MIAMI — On a team lacking a true superstar, cohesion has been a saving grace for the Miami Heat. Rarely, is the messaging questioned.

Now, that is not as certain, and on Tuesday night, certainly wasn’t evident.

It hasn’t quite reached the point of his players tuning out coach Erik Spoelstra.

Or has it?

Late during Tuesday night’s 112-91 loss to the Toronto Raptors, with the game all but decided, with the Heat careening toward their eighth loss in nine games, veteran guard Norman Powell took control of the huddle in animated fashion.

He later related that messaging, messaging that stands as concerning as the overall stumble that has the Heat at 15-15 and in eighth place in the Eastern Conference.

“It was a few times in the game where Coach draws up something or puts together something that we’ve got to go out there and execute, and we just totally do something completely opposite, just make it up, not having the attention to detail,” Powell said afterward, in a more even-keeled fashion than his courtside manner during the course of the game.

“So I was pretty frustrated, because it’s happened not only this game, but a few times in this tough stretch that we’re going through.”

It was a performance that made the Heat look nothing like a team that at one point had risen as high as No. 3 in the East when the going was good.

“We’re a young team, but we’ve got to focus on the details of the game,” Powell continued. “That’s going to help us get out of this losing streak, whatever we want to call it, this moment that we’re in, this spot that we’re in. It’s being better with the details of the game on both sides of the ball and how we want to execute and who we want to be.”

From a team that had been in lockstep on both sides of the ball throughout November, it’s as if offense and defense have come to fail Spoelstra’s team.

That players have sensed it. The coach has sensed it. Tuesday night’s loss to the Raptors crystallized it.

“We have a game and an identity that we can wrap our mind around,” Spoelstra said of when this season’s Heat can be at their best. “It’s about consistently bringing that kind of competitive force defensively, collectively. We’re a very good team defensively. We can be top five when we really commit to it and understand how important it is. Offensively, there’s things where it can look great at times. We can’t afford games like this. We haven’t had many — Sacramento and this, where really it just didn’t feel like we’ve got that competitive force. I’ve got to figure out why and correct it.”
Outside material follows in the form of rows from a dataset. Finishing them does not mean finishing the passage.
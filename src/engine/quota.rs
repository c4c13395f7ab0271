//! Daily quota accounting
//!
//! Tracks cost units consumed against a daily budget that resets at a fixed
//! wall-clock hour in a fixed time zone (Pacific midnight by default). Going
//! over the limit is not an error here; upstream rejections surface as
//! [`crate::transport::TransportError::QuotaExceeded`].

use crate::config::QuotaConfig;
use crate::metrics;
use chrono::{DateTime, NaiveTime, TimeZone, Utc};
use chrono_tz::Tz;
use parking_lot::RwLock;
use std::panic::{self, AssertUnwindSafe};
use std::sync::atomic::{AtomicU64, Ordering};
use std::sync::Arc;
use tracing::{debug, info, warn};

/// Point-in-time view of quota usage
#[derive(Debug, Clone, Copy, PartialEq, Eq)]
pub struct QuotaSnapshot {
    /// Units consumed since the last reset
    pub used: u64,
    /// Daily budget
    pub limit: u64,
    /// Next reset boundary
    pub reset_at: DateTime<Utc>,
}

impl QuotaSnapshot {
    /// Units left before the budget is exhausted
    pub fn remaining(&self) -> u64 {
        self.limit.saturating_sub(self.used)
    }

    /// Whether the budget has been used up
    pub fn is_exhausted(&self) -> bool {
        self.used >= self.limit
    }
}

#[derive(Debug, Clone, Copy)]
struct Usage {
    used: u64,
    reset_at: DateTime<Utc>,
}

impl Usage {
    fn snapshot(&self, limit: u64) -> QuotaSnapshot {
        QuotaSnapshot {
            used: self.used,
            limit,
            reset_at: self.reset_at,
        }
    }
}

/// Identifies a registered quota listener
#[derive(Debug, Clone, Copy, PartialEq, Eq, Hash)]
pub struct QuotaListenerId(u64);

type QuotaCallback = Arc<dyn Fn(QuotaSnapshot) + Send + Sync>;

/// Thread-safe quota counter with scheduled reset
pub struct QuotaTracker {
    limit: u64,
    reset_timezone: Tz,
    reset_hour: u32,
    // `used` and `reset_at` change together; only snapshot copies leave the lock.
    usage: RwLock<Usage>,
    listeners: RwLock<Vec<(QuotaListenerId, QuotaCallback)>>,
    next_listener_id: AtomicU64,
}

impl std::fmt::Debug for QuotaTracker {
    fn fmt(&self, f: &mut std::fmt::Formatter<'_>) -> std::fmt::Result {
        f.debug_struct("QuotaTracker")
            .field("snapshot", &self.remaining())
            .field("reset_timezone", &self.reset_timezone)
            .field("reset_hour", &self.reset_hour)
            .finish()
    }
}

impl QuotaTracker {
    /// Create a tracker whose first reset is the next boundary after now
    pub fn new(config: &QuotaConfig) -> Self {
        Self::starting_at(config, Utc::now())
    }

    /// Create a tracker as if constructed at `now`
    pub fn starting_at(config: &QuotaConfig, now: DateTime<Utc>) -> Self {
        let reset_at = next_reset_after(now, config.reset_timezone, config.reset_hour);
        Self {
            limit: config.daily_limit.max(1),
            reset_timezone: config.reset_timezone,
            reset_hour: config.reset_hour,
            usage: RwLock::new(Usage { used: 0, reset_at }),
            listeners: RwLock::new(Vec::new()),
            next_listener_id: AtomicU64::new(1),
        }
    }

    /// Charge `cost` units, resetting first if the boundary has passed
    pub fn add(&self, cost: u64) -> QuotaSnapshot {
        self.add_at(cost, Utc::now())
    }

    /// Charge `cost` units as of `now`
    pub fn add_at(&self, cost: u64, now: DateTime<Utc>) -> QuotaSnapshot {
        let snapshot = {
            let mut usage = self.usage.write();
            self.reset_if_due(&mut usage, now);
            usage.used = usage.used.saturating_add(cost);
            usage.snapshot(self.limit)
        };

        debug!(cost, used = snapshot.used, limit = snapshot.limit, "Quota charged");
        metrics::record_quota(snapshot.used, snapshot.limit);
        self.notify(snapshot);
        snapshot
    }

    /// Current usage
    ///
    /// Used units and the reset boundary always come from the same period.
    /// Readers only wait out a charge in progress, never a listener.
    pub fn remaining(&self) -> QuotaSnapshot {
        self.usage.read().snapshot(self.limit)
    }

    /// Next reset boundary
    pub fn reset_at(&self) -> DateTime<Utc> {
        self.usage.read().reset_at
    }

    /// Apply a reset if `now` has reached the boundary. Returns whether one happened.
    pub fn reset_if_due_at(&self, now: DateTime<Utc>) -> bool {
        let mut usage = self.usage.write();
        self.reset_if_due(&mut usage, now)
    }

    /// Register a callback invoked with the post-update snapshot after every charge
    pub fn on_update<F>(&self, callback: F) -> QuotaListenerId
    where
        F: Fn(QuotaSnapshot) + Send + Sync + 'static,
    {
        let id = QuotaListenerId(self.next_listener_id.fetch_add(1, Ordering::Relaxed));
        self.listeners.write().push((id, Arc::new(callback)));
        id
    }

    /// Remove a listener. Removing twice is a no-op; returns whether it was present.
    pub fn remove_listener(&self, id: QuotaListenerId) -> bool {
        let mut listeners = self.listeners.write();
        let before = listeners.len();
        listeners.retain(|(existing, _)| *existing != id);
        listeners.len() != before
    }

    fn reset_if_due(&self, usage: &mut Usage, now: DateTime<Utc>) -> bool {
        if now < usage.reset_at {
            return false;
        }
        let next = next_reset_after(now, self.reset_timezone, self.reset_hour);
        let previous = std::mem::replace(usage, Usage { used: 0, reset_at: next });
        info!(previous_used = previous.used, next_reset = %next, "Quota reset");
        true
    }

    fn notify(&self, snapshot: QuotaSnapshot) {
        // Snapshot the callbacks so none runs under the listener lock.
        let callbacks: Vec<QuotaCallback> = self
            .listeners
            .read()
            .iter()
            .map(|(_, cb)| Arc::clone(cb))
            .collect();

        for callback in callbacks {
            if panic::catch_unwind(AssertUnwindSafe(|| callback(snapshot))).is_err() {
                warn!(used = snapshot.used, "Quota listener panicked");
            }
        }
    }
}

/// First instant strictly after `now` at `hour:00` local time in `tz`.
///
/// When DST skips that hour, the first valid instant after it is used.
pub fn next_reset_after(now: DateTime<Utc>, tz: Tz, hour: u32) -> DateTime<Utc> {
    let hour = hour.min(23);
    let Some(time) = NaiveTime::from_hms_opt(hour, 0, 0) else {
        return now + chrono::Duration::days(1);
    };

    let mut date = now.with_timezone(&tz).date_naive();
    // Yesterday's boundary can never be after now; today's or tomorrow's will be.
    for _ in 0..3 {
        let naive = date.and_time(time);
        let candidate = tz
            .from_local_datetime(&naive)
            .earliest()
            .or_else(|| tz.from_local_datetime(&(naive + chrono::Duration::hours(1))).earliest());

        if let Some(candidate) = candidate {
            let candidate = candidate.with_timezone(&Utc);
            if candidate > now {
                return candidate;
            }
        }

        match date.succ_opt() {
            Some(next) => date = next,
            None => break,
        }
    }

    now + chrono::Duration::days(1)
}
So, yes, practice on Christmas Eve at Kaseya Center, for a team no longer deemed worthy by the NBA for a Christmas Day game, the Heat next to play on Friday night at the Atlanta Hawks.

“Got to be better, man,” center Bam Adebayo said. “These are the times where we need to obviously be closer together in these moments. We just got to figure it out as a whole.”

During this stretch of eight losses in nine games, the Heat rank 29th in the 30-team league in offensive rating, 19th in defensive rating.

“They both go hand in hand,” Adebayo said. “If you don’t make shots, we give up transition points. It’s like we stop talking on defense and now our other talk, on the other side, is we don’t really get no ball movement. We’re flowing into one-on-ones and trying to self-will it.”

It has turned into a moment for introspection.

“I think just, ultimately, we’ve just got to do more, dig deeper,” guard Jaime Jaquez Jr. said. “It’s one thing when you’ve got one bad game. But when it’s a lot of struggles, things not going our way, we’ve got to dig deep and find a way to win. If you only win when you make your shots, then you’re only going to win half the games. And we want to be better than that. We want to be a great team, so we’ve just got to dig deeper and bring more every single night.

“We’ve said what we’ve needed to say. We’ve just got to go out there and do it. I know we’re very capable. I think our guys — we’ve got a great locker room — it’s just collectively we’ve all got to come together and lift each other up. Right now, it’s a struggle. We’re going to get through this, I know we are. We’ve just got to do more.”